# [PROBLEM TO SOLVE]
Of the entries below, return exactly those lines that fall between the one containing "use robust_vector3::core::math::FloatBits;" and the one containing "zero where relative", the two end lines included.
**** EXERCISE INPUT ****
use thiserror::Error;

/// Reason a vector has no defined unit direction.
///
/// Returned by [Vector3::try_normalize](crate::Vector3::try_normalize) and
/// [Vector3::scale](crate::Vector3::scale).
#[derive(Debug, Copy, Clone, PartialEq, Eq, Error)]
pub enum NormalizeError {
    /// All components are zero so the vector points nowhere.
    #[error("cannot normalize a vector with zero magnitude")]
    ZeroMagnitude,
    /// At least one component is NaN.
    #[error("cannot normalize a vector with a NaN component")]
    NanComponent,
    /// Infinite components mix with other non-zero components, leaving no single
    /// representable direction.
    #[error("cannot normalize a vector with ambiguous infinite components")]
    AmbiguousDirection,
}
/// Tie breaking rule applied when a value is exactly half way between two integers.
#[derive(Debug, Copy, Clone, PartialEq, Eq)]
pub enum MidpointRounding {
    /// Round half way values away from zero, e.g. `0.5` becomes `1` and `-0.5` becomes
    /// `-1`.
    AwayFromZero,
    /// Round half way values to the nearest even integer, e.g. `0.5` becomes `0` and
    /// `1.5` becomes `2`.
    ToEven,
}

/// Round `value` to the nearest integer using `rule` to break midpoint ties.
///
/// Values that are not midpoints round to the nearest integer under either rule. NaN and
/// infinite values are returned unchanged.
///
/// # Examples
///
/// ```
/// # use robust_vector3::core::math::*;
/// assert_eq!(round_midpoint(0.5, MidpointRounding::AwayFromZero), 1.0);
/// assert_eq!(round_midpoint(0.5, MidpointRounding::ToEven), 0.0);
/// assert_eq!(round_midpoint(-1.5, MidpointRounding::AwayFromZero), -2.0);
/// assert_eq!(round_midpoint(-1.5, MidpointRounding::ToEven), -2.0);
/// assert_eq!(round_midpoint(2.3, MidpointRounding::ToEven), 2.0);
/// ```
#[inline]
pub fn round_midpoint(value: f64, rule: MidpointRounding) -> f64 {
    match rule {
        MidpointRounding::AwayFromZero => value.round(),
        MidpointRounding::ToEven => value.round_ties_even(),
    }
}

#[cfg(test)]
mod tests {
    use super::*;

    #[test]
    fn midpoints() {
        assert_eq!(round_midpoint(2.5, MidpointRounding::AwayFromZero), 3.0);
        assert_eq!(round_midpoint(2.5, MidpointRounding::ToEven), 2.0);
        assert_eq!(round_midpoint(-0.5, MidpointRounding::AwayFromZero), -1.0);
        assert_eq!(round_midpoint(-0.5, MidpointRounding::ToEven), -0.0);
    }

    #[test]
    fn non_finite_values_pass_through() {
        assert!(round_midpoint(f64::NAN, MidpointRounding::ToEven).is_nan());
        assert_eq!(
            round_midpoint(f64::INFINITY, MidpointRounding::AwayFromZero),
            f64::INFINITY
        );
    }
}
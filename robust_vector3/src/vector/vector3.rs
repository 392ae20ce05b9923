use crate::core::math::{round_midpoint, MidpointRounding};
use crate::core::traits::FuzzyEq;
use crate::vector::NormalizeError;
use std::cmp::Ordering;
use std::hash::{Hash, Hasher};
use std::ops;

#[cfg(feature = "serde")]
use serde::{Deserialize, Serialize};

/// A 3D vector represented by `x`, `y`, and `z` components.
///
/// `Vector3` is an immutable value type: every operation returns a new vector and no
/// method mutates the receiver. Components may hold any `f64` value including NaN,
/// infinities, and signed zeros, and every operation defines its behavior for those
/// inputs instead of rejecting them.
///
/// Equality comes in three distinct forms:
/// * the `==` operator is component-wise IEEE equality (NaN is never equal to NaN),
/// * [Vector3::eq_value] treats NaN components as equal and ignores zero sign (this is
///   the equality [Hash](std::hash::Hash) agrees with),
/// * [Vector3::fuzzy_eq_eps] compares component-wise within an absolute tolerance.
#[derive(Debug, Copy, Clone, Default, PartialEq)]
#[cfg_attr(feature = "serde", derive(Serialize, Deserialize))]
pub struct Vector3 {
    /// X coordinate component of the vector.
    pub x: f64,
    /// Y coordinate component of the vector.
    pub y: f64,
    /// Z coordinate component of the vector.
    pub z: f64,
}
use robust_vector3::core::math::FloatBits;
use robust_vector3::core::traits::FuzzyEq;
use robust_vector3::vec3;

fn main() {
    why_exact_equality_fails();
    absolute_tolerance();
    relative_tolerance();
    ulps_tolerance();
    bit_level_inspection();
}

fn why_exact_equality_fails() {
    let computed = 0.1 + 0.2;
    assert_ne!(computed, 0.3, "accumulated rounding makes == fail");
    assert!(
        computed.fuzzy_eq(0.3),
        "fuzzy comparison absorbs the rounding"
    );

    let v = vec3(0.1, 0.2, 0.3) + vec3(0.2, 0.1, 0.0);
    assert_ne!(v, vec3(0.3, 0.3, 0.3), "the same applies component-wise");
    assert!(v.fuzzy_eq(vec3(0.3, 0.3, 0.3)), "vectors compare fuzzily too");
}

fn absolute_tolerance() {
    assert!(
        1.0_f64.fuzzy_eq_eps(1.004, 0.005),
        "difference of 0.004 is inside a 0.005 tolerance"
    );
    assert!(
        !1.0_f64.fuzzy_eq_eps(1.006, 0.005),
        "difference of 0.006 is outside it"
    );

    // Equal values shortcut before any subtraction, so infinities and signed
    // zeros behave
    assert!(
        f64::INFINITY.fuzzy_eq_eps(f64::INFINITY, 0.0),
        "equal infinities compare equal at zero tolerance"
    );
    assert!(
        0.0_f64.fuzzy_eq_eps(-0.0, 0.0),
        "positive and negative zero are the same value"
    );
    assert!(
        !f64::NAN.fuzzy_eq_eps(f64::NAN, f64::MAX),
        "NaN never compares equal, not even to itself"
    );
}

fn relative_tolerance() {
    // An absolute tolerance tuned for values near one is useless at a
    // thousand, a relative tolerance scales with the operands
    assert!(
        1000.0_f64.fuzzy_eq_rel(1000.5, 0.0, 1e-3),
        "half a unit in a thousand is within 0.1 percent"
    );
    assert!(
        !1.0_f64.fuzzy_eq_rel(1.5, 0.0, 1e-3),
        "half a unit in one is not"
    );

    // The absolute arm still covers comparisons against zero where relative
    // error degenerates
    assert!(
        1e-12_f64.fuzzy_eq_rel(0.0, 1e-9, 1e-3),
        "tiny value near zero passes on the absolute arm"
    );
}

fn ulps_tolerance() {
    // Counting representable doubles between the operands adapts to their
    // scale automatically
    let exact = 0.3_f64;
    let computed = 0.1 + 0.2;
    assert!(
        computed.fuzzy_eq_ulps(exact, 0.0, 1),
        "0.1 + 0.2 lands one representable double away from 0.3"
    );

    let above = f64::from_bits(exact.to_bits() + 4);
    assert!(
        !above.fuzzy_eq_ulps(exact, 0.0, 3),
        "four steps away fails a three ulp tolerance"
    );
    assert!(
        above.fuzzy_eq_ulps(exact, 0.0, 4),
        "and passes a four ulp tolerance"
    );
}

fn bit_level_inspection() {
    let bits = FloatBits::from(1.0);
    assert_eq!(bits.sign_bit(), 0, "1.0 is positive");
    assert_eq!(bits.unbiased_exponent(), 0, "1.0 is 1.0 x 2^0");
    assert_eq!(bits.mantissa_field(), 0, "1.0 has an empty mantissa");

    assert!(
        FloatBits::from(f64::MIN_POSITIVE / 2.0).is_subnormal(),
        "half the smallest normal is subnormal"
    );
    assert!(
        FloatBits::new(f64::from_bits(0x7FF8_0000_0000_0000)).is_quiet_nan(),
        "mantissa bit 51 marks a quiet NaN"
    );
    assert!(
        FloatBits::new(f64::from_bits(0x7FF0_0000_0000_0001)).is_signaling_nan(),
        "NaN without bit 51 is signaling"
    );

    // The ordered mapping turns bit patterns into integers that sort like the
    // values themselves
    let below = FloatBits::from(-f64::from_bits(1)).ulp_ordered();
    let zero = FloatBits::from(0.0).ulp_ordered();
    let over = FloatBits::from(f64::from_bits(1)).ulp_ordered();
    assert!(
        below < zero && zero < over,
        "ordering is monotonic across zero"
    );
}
****
# [RESULT FOR THIS EXERCISE]
use robust_vector3::core::math::FloatBits;
use robust_vector3::core::traits::FuzzyEq;
use robust_vector3::vec3;

fn main() {
    why_exact_equality_fails();
    absolute_tolerance();
    relative_tolerance();
    ulps_tolerance();
    bit_level_inspection();
}

fn why_exact_equality_fails() {
    let computed = 0.1 + 0.2;
    assert_ne!(computed, 0.3, "accumulated rounding makes == fail");
    assert!(
        computed.fuzzy_eq(0.3),
        "fuzzy comparison absorbs the rounding"
    );

    let v = vec3(0.1, 0.2, 0.3) + vec3(0.2, 0.1, 0.0);
    assert_ne!(v, vec3(0.3, 0.3, 0.3), "the same applies component-wise");
    assert!(v.fuzzy_eq(vec3(0.3, 0.3, 0.3)), "vectors compare fuzzily too");
}

fn absolute_tolerance() {
    assert!(
        1.0_f64.fuzzy_eq_eps(1.004, 0.005),
        "difference of 0.004 is inside a 0.005 tolerance"
    );
    assert!(
        !1.0_f64.fuzzy_eq_eps(1.006, 0.005),
        "difference of 0.006 is outside it"
    );

    // Equal values shortcut before any subtraction, so infinities and signed
    // zeros behave
    assert!(
        f64::INFINITY.fuzzy_eq_eps(f64::INFINITY, 0.0),
        "equal infinities compare equal at zero tolerance"
    );
    assert!(
        0.0_f64.fuzzy_eq_eps(-0.0, 0.0),
        "positive and negative zero are the same value"
    );
    assert!(
        !f64::NAN.fuzzy_eq_eps(f64::NAN, f64::MAX),
        "NaN never compares equal, not even to itself"
    );
}

fn relative_tolerance() {
    // An absolute tolerance tuned for values near one is useless at a
    // thousand, a relative tolerance scales with the operands
    assert!(
        1000.0_f64.fuzzy_eq_rel(1000.5, 0.0, 1e-3),
        "half a unit in a thousand is within 0.1 percent"
    );
    assert!(
        !1.0_f64.fuzzy_eq_rel(1.5, 0.0, 1e-3),
        "half a unit in one is not"
    );

    // The absolute arm still covers comparisons against zero where relative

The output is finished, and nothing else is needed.